Is it me or does Facebook feel like a one-night stand with someone you knew a long time ago? First there’s that twitter of recognition when someone from the deep past “friends” you. Then all the memories (or in some cases maybe their pimply high school face) washes up. This is foreplay.
Should I consummate this?
I can walk away right now, before this goes any further, because let’s face it I don’t even remember knowing this person. Second possibility is I accept the Facebook invite, and we will have the metaphorical version of a one night stand. He’ll/she’ll show me his and I’ll show him/her mine. The curiosity will be sated.
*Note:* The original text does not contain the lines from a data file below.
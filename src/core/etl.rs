use crate::domain::ports::{Pipeline, RunReport};
use crate::utils::error::Result;
use crate::utils::monitor::RunMonitor;

pub struct EtlEngine<P: Pipeline> {
    pipeline: P,
    monitor: RunMonitor,
}

impl<P: Pipeline> EtlEngine<P> {
    pub fn new(pipeline: P) -> Self {
        Self::new_with_monitoring(pipeline, false)
    }

    pub fn new_with_monitoring(pipeline: P, monitoring: bool) -> Self {
        Self {
            pipeline,
            monitor: RunMonitor::new(monitoring),
        }
    }

    /// Runs extract, transform and load; returns where the archive was written.
    pub async fn run(&self) -> Result<String> {
        tracing::info!("🚀 Starting CIK to CUSIP mapping run");

        let extracted = self.pipeline.extract().await?;
        tracing::info!(
            "📥 Extracted {} pairs from {} documents",
            extracted.pairs.len(),
            extracted.report.documents
        );
        log_report(&extracted.report);
        self.monitor.phase_finished("extract", extracted.pairs.len());

        let resolved = self.pipeline.transform(extracted).await?;
        let conflicted = resolved
            .mappings
            .values()
            .filter(|m| m.has_conflicts())
            .count();
        tracing::info!(
            "🔗 Resolved {} CIKs ({} with conflicting history)",
            resolved.mappings.len(),
            conflicted
        );
        self.monitor.phase_finished("transform", resolved.mappings.len());

        let output_path = self.pipeline.load(resolved).await?;
        tracing::info!("💾 Output saved to: {}", output_path);
        self.monitor.phase_finished("load", 1);

        self.monitor.log_final_stats();
        Ok(output_path)
    }
}

fn log_report(report: &RunReport) {
    tracing::info!(
        "📄 Documents: {} with pairs, {} without a CUSIP caption, {} with ambiguous captions",
        report.with_pairs,
        report.without_caption,
        report.ambiguous_captions
    );
    if report.malformed > 0 || report.fetch_failures > 0 {
        tracing::warn!(
            "⚠️ Skipped {} malformed documents and {} failed fetches",
            report.malformed,
            report.fetch_failures
        );
    }
}
#![deny(missing_docs)]
#![doc = env!("CARGO_PKG_DESCRIPTION")]

mod params;
pub use params::RegistrationParams;

mod refiner;
pub use refiner::{Refinement, Refiner};

mod session;
pub use session::{ProcessFlag, ProcessGuard, ProcessOutcome, Registration, SessionState};

use cpf_icp::IcpError;
use cpf_matching::MatchingError;

/// Errors raised by the registration session.
#[derive(thiserror::Error, Debug, PartialEq)]
pub enum RegistrationError {
    /// The session already holds a reference model.
    #[error("A reference model is already loaded with id {model_id}")]
    ModelAlreadyLoaded {
        /// Id of the loaded model.
        model_id: usize,
    },

    /// No reference model was added.
    #[error("No reference model loaded")]
    NoModel,

    /// `process` was called while another call is in flight.
    #[error("Registration is already processing")]
    AlreadyProcessing,

    /// The matcher failed.
    #[error(transparent)]
    Matching(#[from] MatchingError),

    /// The refiner failed.
    #[error(transparent)]
    Refinement(#[from] IcpError),
}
See you at the 30-year reunion.
Of course this leaves me open to Facebook’s version of stalking, casual instant message notes from someone you haven’t seen in three decades. I mean ‘how are you’ after 30 years? Hmm, let me see. I’ve had two husbands, 10 jobs, lived in three cities, one child, didn’t speak to my parents, now I do, four cats, one dog, where shall I begin?
Ok, I recognize the weirdness of it all yet I can’t stop signing on and reading my “friends’ ” daily posts. I don’t even understand why it titillates me. Maybe it’s just a great way to avoid writing the next story an editor is waiting for.
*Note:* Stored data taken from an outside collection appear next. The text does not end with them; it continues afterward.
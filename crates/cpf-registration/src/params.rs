use cpf_icp::{IcpParams, RejectionMethod};
use cpf_matching::CpfParams;
use serde::{Deserialize, Serialize};

/// Parameters of a registration session, covering both detection and refinement.
///
/// Missing fields take their default value when deserialized:
///
/// ```
/// use cpf_registration::RegistrationParams;
///
/// let params: RegistrationParams = serde_json::from_str(r#"{ "angle_step": 7.0 }"#).unwrap();
/// assert_eq!(params.angle_step, 7.0);
/// assert_eq!(params.icp_num_max_iterations, 200);
/// ```
#[derive(Debug, Clone, PartialEq, Serialize, Deserialize)]
#[serde(default)]
pub struct RegistrationParams {
    /// Descriptor angle step in degrees.
    pub angle_step: f64,
    /// Neighborhood radius of the curvature and descriptor computation.
    pub curvature_search_radius: f64,
    /// Curvature discretization multiplier.
    pub curvature_multiplier: f64,
    /// Cluster translation threshold.
    pub cluster_trans_threshold: f64,
    /// Cluster rotation threshold in degrees.
    pub cluster_rot_threshold: f64,
    /// Enforce the cluster rotation threshold.
    pub cluster_rotation_check: bool,
    /// ICP termination threshold on the RMS error.
    pub icp_termination_dist: f64,
    /// Maximum number of ICP iterations.
    pub icp_num_max_iterations: usize,
    /// ICP outlier rejection angle in degrees.
    pub icp_outlier_reject_angle: f64,
    /// ICP outlier rejection distance.
    pub icp_outlier_reject_distance: f64,
    /// ICP outlier rejection strategy.
    pub icp_rejection: RejectionMethod,
    /// Log progress of both stages.
    pub verbose: bool,
}

impl Default for RegistrationParams {
    fn default() -> Self {
        let cpf = CpfParams::default();
        let icp = IcpParams::default();
        Self {
            angle_step: cpf.angle_step,
            curvature_search_radius: cpf.search_radius,
            curvature_multiplier: cpf.curvature_multiplier,
            cluster_trans_threshold: cpf.cluster_trans_threshold,
            cluster_rot_threshold: cpf.cluster_rot_threshold,
            cluster_rotation_check: cpf.cluster_rotation_check,
            icp_termination_dist: icp.min_error,
            icp_num_max_iterations: icp.max_iterations,
            icp_outlier_reject_angle: icp.reject_max_angle,
            icp_outlier_reject_distance: icp.reject_max_distance,
            icp_rejection: icp.rejection,
            verbose: false,
        }
    }
}

impl RegistrationParams {
    /// The matcher part.
    pub fn cpf_params(&self) -> CpfParams {
        CpfParams {
            angle_step: self.angle_step,
            search_radius: self.curvature_search_radius,
            cluster_trans_threshold: self.cluster_trans_threshold,
            cluster_rot_threshold: self.cluster_rot_threshold,
            curvature_multiplier: self.curvature_multiplier,
            cluster_rotation_check: self.cluster_rotation_check,
        }
    }

    /// The refiner part.
    pub fn icp_params(&self) -> IcpParams {
        IcpParams {
            min_error: self.icp_termination_dist,
            max_iterations: self.icp_num_max_iterations,
            reject_max_angle: self.icp_outlier_reject_angle,
            reject_max_distance: self.icp_outlier_reject_distance,
            rejection: self.icp_rejection,
            verbose: self.verbose,
        }
    }

    /// Whether every value already lies in its accepted range.
    pub fn valid(&self) -> bool {
        self.cpf_params().is_valid() && self.icp_params().is_valid()
    }
}

#[cfg(test)]
mod tests {
    use super::*;

    #[test]
    fn test_defaults() {
        let params = RegistrationParams::default();
        assert!(params.valid());
        assert_eq!(params.angle_step, 12.0);
        assert_eq!(params.curvature_search_radius, 0.1);
        assert_eq!(params.icp_termination_dist, 1e-8);
        assert_eq!(params.icp_outlier_reject_angle, 45.0);
        assert_eq!(params.icp_rejection, RejectionMethod::DistanceAngle);
    }

    #[test]
    fn test_split() {
        let params = RegistrationParams {
            angle_step: 7.0,
            icp_num_max_iterations: 20,
            ..Default::default()
        };
        assert_eq!(params.cpf_params().angle_step, 7.0);
        assert_eq!(params.icp_params().max_iterations, 20);

        let invalid = RegistrationParams {
            icp_outlier_reject_angle: -1.0,
            ..Default::default()
        };
        assert!(!invalid.valid());
    }
}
My true Facebook initiation began at Christmas when an old elementary school pal sent me a message. She started a Canarsie High School Class of 1979 group, and before I knew it, friends were showing up like, well, lost relatives. Turns out I married a boy from high school who kept his yearbook. It is now our most-used reference book. I just can’t stop flipping through the pages, wondering about all sorts of people I’ve not thought about in at 30 years. Puts me in the mood for a quickie but that’s about it.